Repeat nothing but the lines below running from the one containing "Health check response" to the one containing "CorsLayer::new()". Keep both end lines.

*** MATERIAL PROVIDED Section Begins ***

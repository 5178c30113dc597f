//! Transaction Statistics CLI
//!
//! Serves sliding-window transaction statistics over HTTP.

use anyhow::Context;
use clap::{Parser, Subcommand};
use std::path::PathBuf;
use std::sync::Arc;
use transaction_statistics::{
    config::Config,
    logging::init_tracing,
    server::{self, ServerConfig},
    spawn_eviction_ticker, StatisticsEngine, VERSION,
};

#[derive(Parser)]
#[command(name = "txstats")]
#[command(version = VERSION)]
#[command(about = "Sliding-window transaction statistics server", long_about = None)]
struct Cli {
    #[command(subcommand)]
    command: Commands,
}

#[derive(Subcommand)]
enum Commands {
    /// Start the HTTP server and the eviction ticker
    Serve {
        /// Port to listen on
        #[arg(long)]
        port: Option<u16>,

        /// Address to bind to
        #[arg(long)]
        bind: Option<String>,

        /// Length of the validity window in seconds
        #[arg(long)]
        window_seconds: Option<u64>,

        /// Eviction ticker period in milliseconds
        #[arg(long)]
        tick_interval_ms: Option<u64>,

        /// Delay before the first eviction tick in milliseconds
        #[arg(long)]
        tick_initial_delay_ms: Option<u64>,

        /// Configuration file (defaults to the user config directory)
        #[arg(long)]
        config: Option<PathBuf>,

        /// Emit logs as JSON
        #[arg(long)]
        log_json: bool,
    },

    /// Show the effective configuration
    Config {
        /// Configuration file (defaults to the user config directory)
        #[arg(long)]
        config: Option<PathBuf>,
    },

    /// Write the default configuration file
    InitConfig {
        /// Where to write it (defaults to the user config directory)
        #[arg(long)]
        config: Option<PathBuf>,
    },
}

#[tokio::main]
async fn main() -> anyhow::Result<()> {
    let cli = Cli::parse();

    match cli.command {
        Commands::Serve {
            port,
            bind,
            window_seconds,
            tick_interval_ms,
            tick_initial_delay_ms,
            config,
            log_json,
        } => {
            init_tracing(log_json);

            let mut cfg = load_config(config.as_deref())?;
            if let Some(port) = port {
                cfg.server.port = port;
            }
            if let Some(bind) = bind {
                cfg.server.bind = bind;
            }
            if let Some(secs) = window_seconds {
                cfg.window.window_seconds = secs;
            }
            if let Some(ms) = tick_interval_ms {
                cfg.window.tick_interval_ms = ms;
            }
            if let Some(ms) = tick_initial_delay_ms {
                cfg.window.tick_initial_delay_ms = ms;
            }
            cfg.validate()?;

            cmd_serve(cfg).await
        }
        Commands::Config { config } => cmd_config(config.as_deref()),
        Commands::InitConfig { config } => cmd_init_config(config),
    }
}

async fn cmd_serve(config: Config) -> anyhow::Result<()> {
    tracing::info!(
        version = VERSION,
        window_seconds = config.window.window_seconds,
        tick_interval_ms = config.window.tick_interval_ms,
        tick_initial_delay_ms = config.window.tick_initial_delay_ms,
        "Starting transaction statistics"
    );

    let engine = Arc::new(StatisticsEngine::new(&config.window));
    let ticker = spawn_eviction_ticker(engine.clone(), &config.window)
        .context("failed to start eviction ticker")?;

    let server_config = ServerConfig::from_settings(&config.server)?;
    let (addr, shutdown_tx) = server::run(server_config, engine)
        .await
        .context("failed to start HTTP server")?;

    println!("Listening on http://{addr}");
    println!("Press Ctrl+C to stop");

    tokio::signal::ctrl_c()
        .await
        .context("failed to listen for Ctrl+C")?;

    tracing::info!("Shutting down");
    let _ = shutdown_tx.send(());
    ticker.abort();

    Ok(())
}

fn cmd_config(path: Option<&std::path::Path>) -> anyhow::Result<()> {
    let config = load_config(path)?;
    let path = path.map(PathBuf::from).unwrap_or_else(Config::config_path);

    println!("Configuration");
    println!("=============");
    println!();
    println!("Config file: {path:?}");
    println!();
    println!("{}", serde_json::to_string_pretty(&config)?);
    Ok(())
}

fn cmd_init_config(path: Option<PathBuf>) -> anyhow::Result<()> {
    let path = path.unwrap_or_else(Config::config_path);
    Config::default().save_to(&path)?;
    println!("Wrote default configuration to {path:?}");
    Ok(())
}

fn load_config(path: Option<&std::path::Path>) -> anyhow::Result<Config> {
    let config = match path {
        Some(path) => Config::load_from(path),
        None => Config::load(),
    }
    .context("failed to load configuration")?;
    Ok(config)
}
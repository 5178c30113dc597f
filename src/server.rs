//! HTTP server exposing the statistics engine.
//!
//! This module provides an HTTP server that:
//! - Records transactions via POST /v1/StatisticsController/transactions
//! - Serves window statistics via GET /v1/StatisticsController/statistics
//!
//! # Status mapping
//!
//! ```text
//! POST /transactions ──→ engine.admit ──→ 201 Created | 204 No Content
//! GET  /statistics   ──→ engine.query ──→ 200 {sum, avg, max, min, count} | 204 No Content
//! ```

use crate::config::ServerSettings;
use crate::engine::{AdmissionError, SharedEngine, Transaction, TransactionRequest};
use axum::{
    extract::{rejection::JsonRejection, State},
    http::{HeaderValue, StatusCode},
    response::{IntoResponse, Response},
    routing::{get, post},
    Json, Router,
};
use serde::Serialize;
use std::net::{IpAddr, SocketAddr};
use tokio::net::TcpListener;
use tower_http::cors::{Any, CorsLayer};

/// Prefix the statistics routes are mounted under.
pub const API_PREFIX: &str = "/v1/StatisticsController";

/// Server configuration
#[derive(Debug, Clone)]
pub struct ServerConfig {
    /// Address to bind to
    pub bind: IpAddr,
    /// Port to bind to (0 for random)
    pub port: u16,
}

impl ServerConfig {
    /// Create a new server configuration listening on localhost
    pub fn new(port: u16) -> Self {
        Self {
            bind: IpAddr::from([127, 0, 0, 1]),
            port,
        }
    }

    /// Build from the persisted listener settings.
    pub fn from_settings(settings: &ServerSettings) -> anyhow::Result<Self> {
        let bind = settings
            .bind
            .parse::<IpAddr>()
            .map_err(|e| anyhow::anyhow!("invalid bind address {:?}: {}", settings.bind, e))?;
        Ok(Self {
            bind,
            port: settings.port,
        })
    }
}

/// Shared server state
#[derive(Clone)]
pub struct ServerState {
    engine: SharedEngine,
}

/// Health check response
#[derive(Serialize)]
pub struct HealthResponse {
    pub status: String,
    pub version: String,
}

/// GET /health
async fn health() -> Json<HealthResponse> {
    Json(HealthResponse {
        status: "ok".to_string(),
        version: env!("CARGO_PKG_VERSION").to_string(),
    })
}

/// POST /transactions
///
/// Returns 201 if the transaction was recorded. Anything else, including an
/// unparsable body, a future timestamp or one older than the window, is 204.
async fn transactions(
    State(state): State<ServerState>,
    payload: Result<Json<TransactionRequest>, JsonRejection>,
) -> StatusCode {
    tracing::debug!("Request to record transaction");

    let outcome = payload
        .map_err(|rejection| AdmissionError::InvalidInput(rejection.body_text()))
        .and_then(|Json(request)| Transaction::try_from(request));

    let recorded = match outcome {
        Ok(tx) => state.engine.record(tx),
        Err(err) => {
            tracing::error!(reason = err.reason(), "Cannot record transaction: {}", err);
            false
        }
    };

    if recorded {
        StatusCode::CREATED
    } else {
        StatusCode::NO_CONTENT
    }
}

/// GET /statistics
///
/// Statistics for the transactions in the current window, or 204 if there are none.
async fn statistics(State(state): State<ServerState>) -> Response {
    tracing::debug!("Request for transaction statistics");

    match state.engine.query() {
        Some(aggregate) => (StatusCode::OK, Json(aggregate)).into_response(),
        None => {
            tracing::warn!("There are no transactions currently recorded");
            StatusCode::NO_CONTENT.into_response()
        }
    }
}

/// Build the router without binding a listener.
pub fn router(engine: SharedEngine) -> Router {
    let api = Router::new()
        .route("/transactions", post(transactions))
        .route("/statistics", get(statistics));

    Router::new()
        .route("/health", get(health))
        .nest(API_PREFIX, api)
        .layer(
            CorsLayer::new()
                .allow_origin([
                    HeaderValue::from_static("http://localhost"),
                    HeaderValue::from_static("http://127.0.0.1"),
                ])
                .allow_methods(Any)
                .allow_headers(Any),
        )
        .with_state(ServerState { engine })
}

/// Run the HTTP server
pub async fn run(
    config: ServerConfig,
    engine: SharedEngine,
) -> anyhow::Result<(SocketAddr, tokio::sync::oneshot::Sender<()>)> {
    let app = router(engine);

    let addr = SocketAddr::new(config.bind, config.port);
    let listener = TcpListener::bind(addr).await?;
    let actual_addr = listener.local_addr()?;

    tracing::info!("Statistics server listening on http://{}", actual_addr);

    let (shutdown_tx, shutdown_rx) = tokio::sync::oneshot::channel::<()>();

    tokio::spawn(async move {
        if let Err(e) = axum::serve(listener, app)
            .with_graceful_shutdown(async {
                let _ = shutdown_rx.await;
                tracing::info!("Server shutdown signal received");
            })
            .await
        {
            tracing::error!("Server error: {}", e);
        }
    });

    Ok((actual_addr, shutdown_tx))
}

*** MATERIAL PROVIDED Section Ends ***

RESPONSE BELOW:
/// Health check response
#[derive(Serialize)]
pub struct HealthResponse {
    pub status: String,
    pub version: String,
}

/// GET /health
async fn health() -> Json<HealthResponse> {
    Json(HealthResponse {
        status: "ok".to_string(),
        version: env!("CARGO_PKG_VERSION").to_string(),
    })
}

/// POST /transactions
///
/// Returns 201 if the transaction was recorded. Anything else, including an
/// unparsable body, a future timestamp or one older than the window, is 204.
async fn transactions(
    State(state): State<ServerState>,
    payload: Result<Json<TransactionRequest>, JsonRejection>,
) -> StatusCode {
    tracing::debug!("Request to record transaction");

    let outcome = payload
        .map_err(|rejection| AdmissionError::InvalidInput(rejection.body_text()))
        .and_then(|Json(request)| Transaction::try_from(request));

    let recorded = match outcome {
        Ok(tx) => state.engine.record(tx),
        Err(err) => {
            tracing::error!(reason = err.reason(), "Cannot record transaction: {}", err);
            false
        }
    };

    if recorded {
        StatusCode::CREATED
    } else {
        StatusCode::NO_CONTENT
    }
}

/// GET /statistics
///
/// Statistics for the transactions in the current window, or 204 if there are none.
async fn statistics(State(state): State<ServerState>) -> Response {
    tracing::debug!("Request for transaction statistics");

    match state.engine.query() {
        Some(aggregate) => (StatusCode::OK, Json(aggregate)).into_response(),
        None => {
            tracing::warn!("There are no transactions currently recorded");
            StatusCode::NO_CONTENT.into_response()
        }
    }
}

/// Build the router without binding a listener.
pub fn router(engine: SharedEngine) -> Router {
    let api = Router::new()
        .route("/transactions", post(transactions))
        .route("/statistics", get(statistics));

    Router::new()
        .route("/health", get(health))
        .nest(API_PREFIX, api)
        .layer(
            CorsLayer::new()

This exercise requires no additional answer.